Apparently not. They had three goals ruled out for offside by varying margins. Messi and Martinez were too impatient on each occasion – perhaps a small indicator of the over-eagerness of this Argentina squad. With little pressure on the ball, each could have held their run, though in the case of the second chalked off strike, Martinez was within a cat’s c*ck hair of timing it to perfection. For his second, Argentina’s third, an exquisite dummy to sit down Saudi stopper Mohammed Al Owais ought to have earned him five yards grace from the offside autobots.

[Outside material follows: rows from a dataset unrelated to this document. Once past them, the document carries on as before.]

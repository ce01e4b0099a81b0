//! URL handling module for Scholar-Crawl
//!
//! This module provides domain extraction, seed/link normalization and the
//! per-domain whitelist policy that decides which URLs may be fetched.

mod domain;
mod normalize;

use crate::config::SiteEntry;
use crate::ConfigError;
use regex::Regex;
use url::Url;

// Re-export main functions
pub use domain::{extract_domain, DomainPattern};
pub use normalize::{parse_seed, resolve_link};

/// Depth budget given to domains that are not in the site table
pub const DEFAULT_DEPTH_BUDGET: u32 = 1;

/// Crawl rules for one registered domain
#[derive(Debug, Clone)]
pub struct CrawlPolicy {
    /// Maximum link hops followed from a seed on this domain
    pub depth_budget: u32,

    /// Path regexes; order is preserved from configuration
    pub allow_patterns: Vec<Regex>,
}

impl CrawlPolicy {
    /// Policy applied to domains that are not registered
    ///
    /// It carries no allow patterns, and an empty pattern list rejects every
    /// path, so unregistered domains are never fetched.
    pub fn unregistered() -> Self {
        Self {
            depth_budget: DEFAULT_DEPTH_BUDGET,
            allow_patterns: Vec::new(),
        }
    }

    /// Returns true if the path matches at least one allow pattern
    pub fn allows_path(&self, path: &str) -> bool {
        self.allow_patterns.iter().any(|p| p.is_match(path))
    }
}

/// Immutable domain -> policy table, built once from configuration
///
/// Exact domain entries take precedence over wildcard entries; among
/// wildcard entries the first configured match wins.
#[derive(Debug, Clone)]
pub struct Whitelist {
    entries: Vec<(DomainPattern, CrawlPolicy)>,
    fallback: CrawlPolicy,
}

impl Whitelist {
    /// Builds a whitelist from configured site entries
    ///
    /// # Returns
    ///
    /// * `Ok(Whitelist)` - All allow patterns compiled
    /// * `Err(ConfigError)` - An allow pattern is not a valid regex
    pub fn from_sites(sites: &[SiteEntry]) -> Result<Self, ConfigError> {
        let mut entries = Vec::with_capacity(sites.len());

        for site in sites {
            let allow_patterns = site
                .allow
                .iter()
                .map(|pattern| {
                    Regex::new(pattern).map_err(|source| ConfigError::InvalidPathPattern {
                        pattern: pattern.clone(),
                        source,
                    })
                })
                .collect::<Result<Vec<_>, _>>()?;

            entries.push((
                DomainPattern::parse(&site.domain),
                CrawlPolicy {
                    depth_budget: site.depth,
                    allow_patterns,
                },
            ));
        }

        Ok(Self {
            entries,
            fallback: CrawlPolicy::unregistered(),
        })
    }

    /// Looks up the policy for a lowercase host
    pub fn policy_for(&self, host: &str) -> &CrawlPolicy {
        let exact = self
            .entries
            .iter()
            .find(|(pattern, _)| !pattern.is_wildcard() && pattern.matches(host));

        exact
            .or_else(|| {
                self.entries
                    .iter()
                    .find(|(pattern, _)| pattern.is_wildcard() && pattern.matches(host))
            })
            .map(|(_, policy)| policy)
            .unwrap_or(&self.fallback)
    }

    /// Returns the depth budget for a lowercase host
    pub fn depth_budget(&self, host: &str) -> u32 {
        self.policy_for(host).depth_budget
    }

    /// Decides whether a URL may be fetched
    ///
    /// Only the path is matched; query string and host play no part beyond
    /// selecting the policy.
    pub fn is_allowed(&self, url: &Url) -> bool {
        match extract_domain(url) {
            Some(host) => self.policy_for(&host).allows_path(url.path()),
            None => false,
        }
    }

    /// Number of registered domains
    pub fn len(&self) -> usize {
        self.entries.len()
    }

    pub fn is_empty(&self) -> bool {
        self.entries.is_empty()
    }

    /// Iterates registered domain patterns with their policies
    pub fn iter(&self) -> impl Iterator<Item = (&DomainPattern, &CrawlPolicy)> {
        self.entries.iter().map(|(pattern, policy)| (pattern, policy))
    }
}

Then something weird happened. After being caught offside more often in the first half than they were during the entire 2018 World Cup, Argentina stopped trying to spring the Saudi trap. All Messi, Martinez and co. required was a minor readjustment of their timing. Instead, they changed the entire plan.
To what, it’s not abundantly clear. It’s highly doubtful that Scaloni’s Plan B was based around panicking like f***, but that’s how it seemed to be interpreted by his players. Which is odd for a side with such experience. Almost like they foresaw what was coming from the Saudis.
34 – Argentina are the first team in World Cup history to have four players aged 34+ in their starting XI (Lionel Messi, Nicolás Otamendi, Ángel Di María and Papu Gómez). Experience. https://t.co/kiUeXPxmG8
— OptaJoe (@OptaJoe) November 22, 2022
Upon emerging for the second half in a solid position, with a lead that ought to have been greater, Argentina almost immediately began fretting. They were scrappy in possession and not scrappy enough when it needed to be won back. Messi’s touch was loose prior to Saudi’s leveller, a low finish after Saleh Al Shehri had left Cristian Romero for dead. Romero had not played since October 26, and it showed before he was replaced by Lisandro Martinez.
Saudi Arabia’s second was brilliant – a goal of the tournament contender. Salem Al Dawsari’s touch, close control and finish from the corner of the box will go down in World Cup folklore but, today at least, we have to question the Argentina defending. Where the f*** was it? Angel Di Maria, Rodrigo De Paul, Naheul Molina and Leandro Paredes all got close enough to Al Dawsari but no one engaged.
Perhaps they underestimated Al Dawsari’s threat. We all did, apparently. But avoiding such complacency was the minimum requirement from Scaloni and Argentina today. They failed.
Upon going behind, Scaloni made four substitutions but nothing changed. Argentina still looked utterly befuddled by a Saudi line, brilliantly and bravely held by centre-backs Hassan Tambakti and Ali Al Bulayhi. They were ably assisted by their full-backs, who rarely strayed beyond the width of the penalty area. Despite the space there, Di Maria, Papu Gomez and Julian Alvarez kept following their markers inside, funnelling the play right where the Saudis wanted it.
All credit to Renard. It was a ballsy approach, and his players deserve to be lauded even more for sticking to the plan and carrying it out to the letter. Their organisation and desire to fight for one was reminiscent of a club side, which isn’t far from the reality. The 26 Saudis are all domestic based, half of whom play for the same club, in a league that was paused weeks ago to allow Renard to drill his men. How it showed.
The losers, in contrast, looked ragged and strangely dispirited. A blip, perhaps. But Argentina have more work ahead than we thought if Messi is to be crowned the perfect 10.